- **PROBLEM DESCRIPTION**
Starting at the first line of the data below, repeat each line word for word up to and including the line with "by construction and".

Start of DATA EXTRACTS

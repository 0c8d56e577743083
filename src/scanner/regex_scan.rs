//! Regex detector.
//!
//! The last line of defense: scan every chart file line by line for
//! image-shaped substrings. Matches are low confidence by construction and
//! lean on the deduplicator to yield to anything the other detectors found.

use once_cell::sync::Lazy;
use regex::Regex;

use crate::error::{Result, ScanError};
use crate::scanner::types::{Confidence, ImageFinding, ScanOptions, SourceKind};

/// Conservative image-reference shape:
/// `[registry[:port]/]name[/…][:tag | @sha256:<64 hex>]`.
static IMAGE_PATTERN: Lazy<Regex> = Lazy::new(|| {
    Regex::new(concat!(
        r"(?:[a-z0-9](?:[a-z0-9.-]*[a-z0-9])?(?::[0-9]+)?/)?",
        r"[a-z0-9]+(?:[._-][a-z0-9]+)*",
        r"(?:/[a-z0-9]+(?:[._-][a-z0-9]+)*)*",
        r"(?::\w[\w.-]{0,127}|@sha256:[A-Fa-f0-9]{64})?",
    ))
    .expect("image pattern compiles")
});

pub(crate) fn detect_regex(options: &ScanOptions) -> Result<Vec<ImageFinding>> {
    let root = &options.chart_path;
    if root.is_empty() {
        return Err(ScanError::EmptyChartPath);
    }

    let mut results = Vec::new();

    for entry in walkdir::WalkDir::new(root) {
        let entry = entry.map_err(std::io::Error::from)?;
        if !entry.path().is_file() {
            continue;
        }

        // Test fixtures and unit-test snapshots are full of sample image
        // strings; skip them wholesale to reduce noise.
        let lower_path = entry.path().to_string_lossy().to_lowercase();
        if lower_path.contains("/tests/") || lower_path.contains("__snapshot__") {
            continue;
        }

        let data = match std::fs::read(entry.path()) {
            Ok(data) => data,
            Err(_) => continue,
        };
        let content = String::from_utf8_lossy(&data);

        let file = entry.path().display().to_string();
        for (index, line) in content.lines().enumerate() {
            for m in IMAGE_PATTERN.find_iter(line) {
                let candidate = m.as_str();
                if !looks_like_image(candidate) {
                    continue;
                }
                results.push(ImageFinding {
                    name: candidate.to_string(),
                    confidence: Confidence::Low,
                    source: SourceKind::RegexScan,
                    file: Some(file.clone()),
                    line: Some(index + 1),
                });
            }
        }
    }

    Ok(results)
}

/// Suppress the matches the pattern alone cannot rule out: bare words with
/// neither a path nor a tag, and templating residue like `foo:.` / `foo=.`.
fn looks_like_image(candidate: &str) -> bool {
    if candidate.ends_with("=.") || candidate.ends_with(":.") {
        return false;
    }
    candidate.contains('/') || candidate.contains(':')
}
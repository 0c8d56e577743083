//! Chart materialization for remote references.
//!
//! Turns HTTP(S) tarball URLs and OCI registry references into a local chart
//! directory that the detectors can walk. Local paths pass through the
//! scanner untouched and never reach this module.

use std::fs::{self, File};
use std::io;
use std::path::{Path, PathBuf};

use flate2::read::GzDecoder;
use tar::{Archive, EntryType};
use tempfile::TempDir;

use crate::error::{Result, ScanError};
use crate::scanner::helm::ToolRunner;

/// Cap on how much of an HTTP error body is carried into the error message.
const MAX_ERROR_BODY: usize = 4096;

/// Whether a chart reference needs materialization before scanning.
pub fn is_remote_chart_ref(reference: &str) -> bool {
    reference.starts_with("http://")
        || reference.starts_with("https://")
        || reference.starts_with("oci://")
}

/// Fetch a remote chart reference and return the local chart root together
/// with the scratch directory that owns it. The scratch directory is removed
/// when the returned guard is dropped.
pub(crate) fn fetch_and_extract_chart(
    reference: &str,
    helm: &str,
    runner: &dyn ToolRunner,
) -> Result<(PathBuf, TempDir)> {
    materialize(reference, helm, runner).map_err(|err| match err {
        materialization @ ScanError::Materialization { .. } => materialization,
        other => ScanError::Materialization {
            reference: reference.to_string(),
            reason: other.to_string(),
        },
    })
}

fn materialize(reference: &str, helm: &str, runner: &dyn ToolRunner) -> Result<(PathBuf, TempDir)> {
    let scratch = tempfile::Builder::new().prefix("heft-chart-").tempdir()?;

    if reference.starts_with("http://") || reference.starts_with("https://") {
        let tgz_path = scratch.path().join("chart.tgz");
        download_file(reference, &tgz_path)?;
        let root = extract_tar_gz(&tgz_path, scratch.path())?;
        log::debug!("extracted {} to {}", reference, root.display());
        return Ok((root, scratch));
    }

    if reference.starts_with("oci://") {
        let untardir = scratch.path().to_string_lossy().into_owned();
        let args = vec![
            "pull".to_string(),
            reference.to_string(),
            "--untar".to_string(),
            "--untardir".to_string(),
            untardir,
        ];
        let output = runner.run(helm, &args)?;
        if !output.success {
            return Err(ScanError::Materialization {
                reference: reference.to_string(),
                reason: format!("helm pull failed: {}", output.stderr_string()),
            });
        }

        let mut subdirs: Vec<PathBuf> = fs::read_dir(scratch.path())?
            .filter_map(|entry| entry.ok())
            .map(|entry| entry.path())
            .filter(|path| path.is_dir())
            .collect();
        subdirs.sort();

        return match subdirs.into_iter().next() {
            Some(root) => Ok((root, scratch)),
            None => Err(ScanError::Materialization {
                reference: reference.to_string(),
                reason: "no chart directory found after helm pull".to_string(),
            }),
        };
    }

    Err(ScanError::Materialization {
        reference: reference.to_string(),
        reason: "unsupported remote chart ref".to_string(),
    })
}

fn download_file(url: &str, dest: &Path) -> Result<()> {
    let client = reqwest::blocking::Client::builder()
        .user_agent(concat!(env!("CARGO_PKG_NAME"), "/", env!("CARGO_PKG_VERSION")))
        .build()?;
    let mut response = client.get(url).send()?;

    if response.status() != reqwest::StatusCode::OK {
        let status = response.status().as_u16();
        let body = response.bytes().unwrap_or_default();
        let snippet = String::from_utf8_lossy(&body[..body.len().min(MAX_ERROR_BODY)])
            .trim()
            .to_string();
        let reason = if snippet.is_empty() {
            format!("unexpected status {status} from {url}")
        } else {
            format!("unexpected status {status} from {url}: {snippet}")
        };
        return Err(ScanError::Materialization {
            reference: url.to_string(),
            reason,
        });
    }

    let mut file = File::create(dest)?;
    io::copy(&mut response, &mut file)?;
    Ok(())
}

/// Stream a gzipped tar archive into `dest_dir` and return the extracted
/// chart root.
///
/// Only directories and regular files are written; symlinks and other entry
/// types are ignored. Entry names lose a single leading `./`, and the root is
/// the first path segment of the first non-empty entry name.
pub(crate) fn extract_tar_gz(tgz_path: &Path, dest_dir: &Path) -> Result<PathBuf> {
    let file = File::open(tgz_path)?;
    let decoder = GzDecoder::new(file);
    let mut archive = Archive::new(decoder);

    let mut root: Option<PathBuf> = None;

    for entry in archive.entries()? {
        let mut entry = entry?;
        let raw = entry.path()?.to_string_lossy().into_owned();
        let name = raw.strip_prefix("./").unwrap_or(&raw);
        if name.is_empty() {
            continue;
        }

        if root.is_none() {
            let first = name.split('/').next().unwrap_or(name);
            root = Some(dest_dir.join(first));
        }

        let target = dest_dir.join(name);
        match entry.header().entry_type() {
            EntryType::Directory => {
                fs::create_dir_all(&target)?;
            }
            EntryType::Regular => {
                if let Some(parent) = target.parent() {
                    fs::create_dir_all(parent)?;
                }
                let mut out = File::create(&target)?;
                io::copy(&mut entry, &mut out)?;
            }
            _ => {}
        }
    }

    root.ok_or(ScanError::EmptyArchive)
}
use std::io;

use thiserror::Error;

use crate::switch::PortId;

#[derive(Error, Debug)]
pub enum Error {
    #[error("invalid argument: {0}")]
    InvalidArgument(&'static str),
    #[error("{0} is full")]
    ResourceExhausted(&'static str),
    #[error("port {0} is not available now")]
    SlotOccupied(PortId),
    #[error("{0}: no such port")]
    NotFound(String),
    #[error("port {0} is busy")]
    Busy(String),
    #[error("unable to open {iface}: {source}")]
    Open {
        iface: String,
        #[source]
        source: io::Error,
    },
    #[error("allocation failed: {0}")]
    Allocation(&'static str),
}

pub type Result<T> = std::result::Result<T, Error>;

End of DATA EXTRACTS

- **ANSWER BELOW**
repository 0c8d56e577743083
filename src/scanner/regex_scan.rs
//! Regex detector.
//!
//! The last line of defense: scan every chart file line by line for
//! image-shaped substrings. Matches are low confidence by construction and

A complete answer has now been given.